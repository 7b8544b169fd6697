use cutlane_core::{
    ClipDrag, DropOutcome, DropRequest, DropZone, Engine, EngineError, MediaKind, MediaSource,
    PlaceClipRequest, PointerEvent, SnapSettings, TrimEdge, TrimRequest,
    config::EditingConfig,
    editing::{DragLayout, GesturePhase},
    model::MIN_CLIP_DURATION,
};
use uuid::Uuid;

const EPS: f64 = 1e-9;

struct Timeline {
    engine: Engine,
    tracks: Vec<Uuid>,
}

impl Timeline {
    fn new(track_count: usize) -> Self {
        let mut engine = Engine::default();
        let tracks = (0..track_count)
            .map(|index| engine.add_track(&format!("V{}", index + 1)).id)
            .collect();
        Self { engine, tracks }
    }

    fn place(&mut self, kind: MediaKind, duration: f64, track: usize, start_time: f64) -> Uuid {
        let media = self.engine.add_media_source(MediaSource::new(
            "media",
            "media.bin",
            kind,
            duration,
        ));
        self.engine
            .place_clip(PlaceClipRequest {
                media_id: media.id,
                track_id: self.tracks[track],
                start_time,
            })
            .expect("placement should succeed")
            .id
    }

    fn span(&self, clip_id: Uuid) -> (f64, f64) {
        let clip = self.engine.project().clip(clip_id).expect("clip exists");
        (clip.start_time, clip.end_time())
    }
}

fn assert_span(actual: (f64, f64), expected: (f64, f64)) {
    assert!(
        (actual.0 - expected.0).abs() < EPS && (actual.1 - expected.1).abs() < EPS,
        "expected {expected:?}, got {actual:?}"
    );
}

#[test]
fn ripple_trim_shifts_later_clips_by_the_end_delta() {
    let mut timeline = Timeline::new(1);
    let a = timeline.place(MediaKind::Video, 5.0, 0, 0.0);
    let b = timeline.place(MediaKind::Video, 3.0, 0, 5.0);

    timeline
        .engine
        .trim_clip(
            a,
            TrimRequest {
                edge: TrimEdge::End,
                delta: -2.0,
                ripple: true,
            },
        )
        .expect("ripple trim");

    assert_span(timeline.span(a), (0.0, 3.0));
    assert_span(timeline.span(b), (3.0, 6.0));
}

#[test]
fn ripple_preserves_gaps_between_later_clips() {
    let mut timeline = Timeline::new(1);
    let a = timeline.place(MediaKind::Image, 0.0, 0, 0.0);
    let b = timeline.place(MediaKind::Video, 2.0, 0, 6.0);
    let c = timeline.place(MediaKind::Video, 2.0, 0, 9.0);

    timeline
        .engine
        .trim_clip(
            a,
            TrimRequest {
                edge: TrimEdge::End,
                delta: 1.5,
                ripple: true,
            },
        )
        .expect("ripple extend");

    assert_span(timeline.span(a), (0.0, 6.5));
    assert_span(timeline.span(b), (7.5, 9.5));
    assert_span(timeline.span(c), (10.5, 12.5));
}

#[test]
fn trims_clamp_and_keep_the_trim_invariant() {
    let mut timeline = Timeline::new(1);
    let clip_id = timeline.place(MediaKind::Video, 5.0, 0, 2.0);

    for (edge, delta) in [
        (TrimEdge::Start, 1.0),
        (TrimEdge::End, -1.5),
        (TrimEdge::Start, -4.0),
        (TrimEdge::End, 20.0),
        (TrimEdge::Start, 20.0),
    ] {
        timeline
            .engine
            .trim_clip(
                clip_id,
                TrimRequest {
                    edge,
                    delta,
                    ripple: false,
                },
            )
            .expect("trims clamp instead of failing");
        let clip = timeline.engine.project().clip(clip_id).expect("clip");
        assert!(clip.trim_start + clip.trim_end <= clip.original_duration + EPS);
        assert!(
            (clip.duration - (clip.original_duration - clip.trim_start - clip.trim_end)).abs()
                < EPS
        );
        assert!(clip.duration >= MIN_CLIP_DURATION - EPS);
    }

    let clip = timeline.engine.project().clip(clip_id).expect("clip");
    assert!((clip.duration - MIN_CLIP_DURATION).abs() < EPS);
    assert!((clip.end_time() - 7.0).abs() < EPS);
}

#[test]
fn non_ripple_growth_stops_at_the_neighbour() {
    let mut timeline = Timeline::new(1);
    let still = timeline.place(MediaKind::Image, 0.0, 0, 0.0);
    let next = timeline.place(MediaKind::Video, 2.0, 0, 6.0);

    timeline
        .engine
        .trim_clip(
            still,
            TrimRequest {
                edge: TrimEdge::End,
                delta: 10.0,
                ripple: false,
            },
        )
        .expect("extend");
    assert_span(timeline.span(still), (0.0, 6.0));
    assert_span(timeline.span(next), (6.0, 8.0));

    let later = timeline.place(MediaKind::Video, 4.0, 0, 10.0);
    timeline
        .engine
        .trim_clip(
            later,
            TrimRequest {
                edge: TrimEdge::Start,
                delta: 1.0,
                ripple: false,
            },
        )
        .expect("trim start");
    timeline
        .engine
        .trim_clip(
            later,
            TrimRequest {
                edge: TrimEdge::Start,
                delta: -5.0,
                ripple: false,
            },
        )
        .expect("reveal start");
    assert_span(timeline.span(later), (10.0, 14.0));
}

#[test]
fn moves_snap_to_neighbour_edges() {
    let mut timeline = Timeline::new(1);
    let moving = timeline.place(MediaKind::Video, 5.0, 0, 0.0);
    timeline.place(MediaKind::Video, 3.0, 0, 10.0);
    let snap = SnapSettings {
        enabled: true,
        threshold_px: 8.0,
        zoom: 100.0,
    };

    let moved = timeline
        .engine
        .move_clip(moving, 5.05, None, Some(&snap))
        .expect("move near neighbour");
    assert!((moved.start_time - 5.0).abs() < EPS);

    let unsnapped = timeline
        .engine
        .move_clip(moving, 2.5, None, Some(&snap))
        .expect("free move");
    assert!((unsnapped.start_time - 2.5).abs() < EPS);

    let before = timeline.engine.snapshot();
    let collision = timeline.engine.move_clip(moving, 9.0, None, None);
    assert!(matches!(
        collision,
        Err(EngineError::PlacementRejected { .. })
    ));
    assert_eq!(timeline.engine.project(), &before);
}

#[test]
fn edge_drop_on_an_occupied_track_inserts_a_new_track() {
    let mut timeline = Timeline::new(2);
    let resident = timeline.place(MediaKind::Video, 5.0, 0, 0.0);
    let dragged = timeline.place(MediaKind::Video, 5.0, 1, 0.0);

    let middle = timeline.engine.drop_clip(DropRequest {
        clip_id: dragged,
        track_index: 0,
        zone: DropZone::Middle,
        start_time: 0.0,
    });
    assert!(matches!(
        middle,
        Err(EngineError::PlacementRejected { conflict, .. }) if conflict == resident
    ));

    let outcome = timeline
        .engine
        .drop_clip(DropRequest {
            clip_id: dragged,
            track_index: 0,
            zone: DropZone::Above,
            start_time: 0.0,
        })
        .expect("edge drop inserts a track");
    let DropOutcome::InsertedTrack { track_id, index } = outcome else {
        panic!("expected a new track, got {outcome:?}");
    };
    assert_eq!(index, 0);
    let project = timeline.engine.project();
    assert_eq!(project.tracks.len(), 3);
    assert_eq!(project.tracks[0].id, track_id);
    assert_eq!(project.clip(dragged).expect("clip").track_id, track_id);
    assert!(!project.has_overlaps());
}

#[test]
fn drop_on_a_track_with_room_reassigns() {
    let mut timeline = Timeline::new(2);
    timeline.place(MediaKind::Video, 5.0, 0, 0.0);
    let dragged = timeline.place(MediaKind::Video, 2.0, 1, 0.0);

    for zone in [DropZone::Middle, DropZone::Below] {
        let outcome = timeline
            .engine
            .drop_clip(DropRequest {
                clip_id: dragged,
                track_index: 0,
                zone,
                start_time: 6.0,
            })
            .expect("free space accepts the clip");
        assert_eq!(
            outcome,
            DropOutcome::Reassigned {
                track_id: timeline.tracks[0]
            }
        );
    }
    assert_eq!(timeline.engine.project().tracks.len(), 2);
}

fn drag_layout() -> DragLayout {
    let layout = EditingConfig {
        snap_enabled: false,
        default_zoom_px_per_second: 100.0,
        drop_edge_fraction: 0.25,
        track_row_height_px: 40.0,
        ..EditingConfig::default()
    }
    .drag_layout();
    assert!(!layout.snap.enabled);
    assert!((layout.row_height - 40.0).abs() < EPS);
    layout
}

#[test]
fn a_whole_drag_is_one_undo_step() {
    let mut timeline = Timeline::new(1);
    let clip_id = timeline.place(MediaKind::Video, 2.0, 0, 0.0);
    let depth = timeline.engine.history().undo_labels().len();
    let mut drag = ClipDrag::new(drag_layout());

    drag.handle(
        &mut timeline.engine,
        PointerEvent::Down {
            clip_id,
            x: 0.0,
            y: 20.0,
        },
    )
    .expect("down");
    assert!(matches!(drag.phase(), GesturePhase::Dragging(_)));
    for x in [100.0, 200.0, 300.0] {
        drag.handle(&mut timeline.engine, PointerEvent::Move { x, y: 20.0 })
            .expect("move");
    }
    let outcome = drag
        .handle(&mut timeline.engine, PointerEvent::Up { x: 300.0, y: 20.0 })
        .expect("up");
    assert!(outcome.is_none());
    assert_eq!(drag.phase(), GesturePhase::Idle);

    assert_span(timeline.span(clip_id), (3.0, 5.0));
    let labels = timeline.engine.history().undo_labels();
    assert_eq!(labels.len(), depth + 1);
    assert_eq!(labels.last(), Some(&"drag clip"));

    timeline.engine.undo().expect("undo drag");
    assert_span(timeline.span(clip_id), (0.0, 2.0));
    timeline.engine.redo().expect("redo drag");
    assert_span(timeline.span(clip_id), (3.0, 5.0));
}

#[test]
fn cancelled_drag_restores_the_start_state() {
    let mut timeline = Timeline::new(1);
    let clip_id = timeline.place(MediaKind::Video, 2.0, 0, 1.0);
    let before = timeline.engine.snapshot();
    let depth = timeline.engine.history().undo_labels().len();
    let mut drag = ClipDrag::new(drag_layout());

    drag.handle(
        &mut timeline.engine,
        PointerEvent::Down {
            clip_id,
            x: 50.0,
            y: 10.0,
        },
    )
    .expect("down");
    drag.handle(&mut timeline.engine, PointerEvent::Move { x: 450.0, y: 10.0 })
        .expect("move");
    assert_span(timeline.span(clip_id), (5.0, 7.0));
    drag.handle(&mut timeline.engine, PointerEvent::Cancel)
        .expect("cancel");

    assert_eq!(timeline.engine.project(), &before);
    assert_eq!(timeline.engine.history().undo_labels().len(), depth);
}

#[test]
fn dragging_onto_an_occupied_row_edge_inserts_a_track_in_one_step() {
    let mut timeline = Timeline::new(2);
    timeline.place(MediaKind::Video, 5.0, 0, 0.0);
    let dragged = timeline.place(MediaKind::Video, 5.0, 1, 0.0);
    let depth = timeline.engine.history().undo_labels().len();
    let mut drag = ClipDrag::new(drag_layout());

    drag.handle(
        &mut timeline.engine,
        PointerEvent::Down {
            clip_id: dragged,
            x: 0.0,
            y: 60.0,
        },
    )
    .expect("down");
    let outcome = drag
        .handle(&mut timeline.engine, PointerEvent::Up { x: 0.0, y: 2.0 })
        .expect("up");
    assert!(matches!(
        outcome,
        Some(DropOutcome::InsertedTrack { index: 0, .. })
    ));
    assert_eq!(timeline.engine.project().tracks.len(), 3);
    assert_eq!(timeline.engine.history().undo_labels().len(), depth + 1);

    timeline.engine.undo().expect("undo");
    let project = timeline.engine.project();
    assert_eq!(project.tracks.len(), 2);
    assert_eq!(
        project.clip(dragged).expect("clip").track_id,
        timeline.tracks[1]
    );
}
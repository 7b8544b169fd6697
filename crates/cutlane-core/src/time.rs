use crate::model::TIME_EPSILON;

/// Number of frames needed to cover `duration_seconds` at `fps`.
#[must_use]
pub fn total_frames(duration_seconds: f64, fps: f64) -> u64 {
    if duration_seconds <= 0.0 || fps <= 0.0 {
        return 0;
    }

    (duration_seconds * fps - TIME_EPSILON).ceil().max(0.0) as u64
}

#[must_use]
pub fn frame_to_seconds(frame: u64, fps: f64) -> f64 {
    if fps <= 0.0 {
        return 0.0;
    }

    frame as f64 / fps
}

#[must_use]
pub fn seconds_to_frame(seconds: f64, fps: f64) -> u64 {
    if seconds <= 0.0 || fps <= 0.0 {
        return 0;
    }

    (seconds * fps + TIME_EPSILON).floor() as u64
}

#[must_use]
pub fn seconds_to_samples(seconds: f64, sample_rate: u32) -> u64 {
    if seconds <= 0.0 {
        return 0;
    }

    (seconds * f64::from(sample_rate)).round() as u64
}

#[must_use]
pub fn samples_to_seconds(samples: u64, sample_rate: u32) -> f64 {
    if sample_rate == 0 {
        return 0.0;
    }

    samples as f64 / f64::from(sample_rate)
}

/// Frames between forced encoder keyframes, never less than one.
#[must_use]
pub fn keyframe_interval_frames(interval_seconds: f64, fps: f64) -> u64 {
    ((interval_seconds * fps).round() as u64).max(1)
}
use crate::{
    history::History,
    keyframes,
    model::{
        AnimatableProp, Clip, Easing, Keyframe, Mask, MediaSource, Project, PropValue, Track,
        Transform,
    },
};

#[derive(Debug, Error)]
pub enum EngineError {
    #[error("track not found: {0}")]
    TrackNotFound(Uuid),
    #[error("clip not found: {0}")]
    ClipNotFound(Uuid),
    #[error("media source not found: {0}")]
    MediaNotFound(Uuid),
    #[error("keyframe not found: {0}")]
    KeyframeNotFound(Uuid),
    #[error("placement on track {track_id} at [{start}, {end}) overlaps clip {conflict}")]
    PlacementRejected {
        track_id: Uuid,
        start: f64,
        end: f64,
        conflict: Uuid,
    },
    #[error("invalid clip: {0}")]
    InvalidClip(String),
    #[error("invalid prop {name}: {reason}")]
    InvalidProp { name: String, reason: String },
    #[error("no track at row {0}")]
    TrackIndexOutOfRange(usize),
    #[error("invalid track move from {from} to {to}")]
    InvalidReorder { from: usize, to: usize },
    #[error("nothing to undo")]
    NothingToUndo,
    #[error("nothing to redo")]
    NothingToRedo,
    #[error("no batch is open")]
    BatchNotOpen,
}

#[derive(Debug, Clone, Serialize, Deserialize)]
pub struct PlaceClipRequest {
    pub media_id: Uuid,
    pub track_id: Uuid,
    pub start_time: f64,
}

/// Partial clip update; `None` leaves a field untouched.
#[derive(Debug, Clone, Default, Serialize, Deserialize)]
pub struct ClipPatch {
    pub track_id: Option<Uuid>,
    pub name: Option<String>,
    pub start_time: Option<f64>,
    pub duration: Option<f64>,
    pub trim_start: Option<f64>,
    pub trim_end: Option<f64>,
    pub original_duration: Option<f64>,
    pub transform: Option<Transform>,
    /// `Some(None)` clears the mask.
    pub mask: Option<Option<Mask>>,
}

#[derive(Debug, Clone, Default, Serialize, Deserialize)]
pub struct TrackPatch {
    pub name: Option<String>,
    pub hidden: Option<bool>,
    pub muted: Option<bool>,
}

#[derive(Debug, Clone, Default, Serialize, Deserialize)]
pub struct KeyframePatch {
    pub time: Option<f64>,
    pub value: Option<f64>,
    pub easing: Option<Easing>,
}

#[derive(Debug, Clone, Default)]
pub struct Engine {
    project: Project,
    history: History,
}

• Problem to work on: Extract every line from the one containing "pub struct KeyframePatch" through the last line of the data, inclusive, exactly as written.

• Solution for this exercise:
pub struct KeyframePatch {
    pub time: Option<f64>,
    pub value: Option<f64>,
    pub easing: Option<Easing>,
}

#[derive(Debug, Clone, Default)]
pub struct Engine {
    project: Project,
    history: History,
}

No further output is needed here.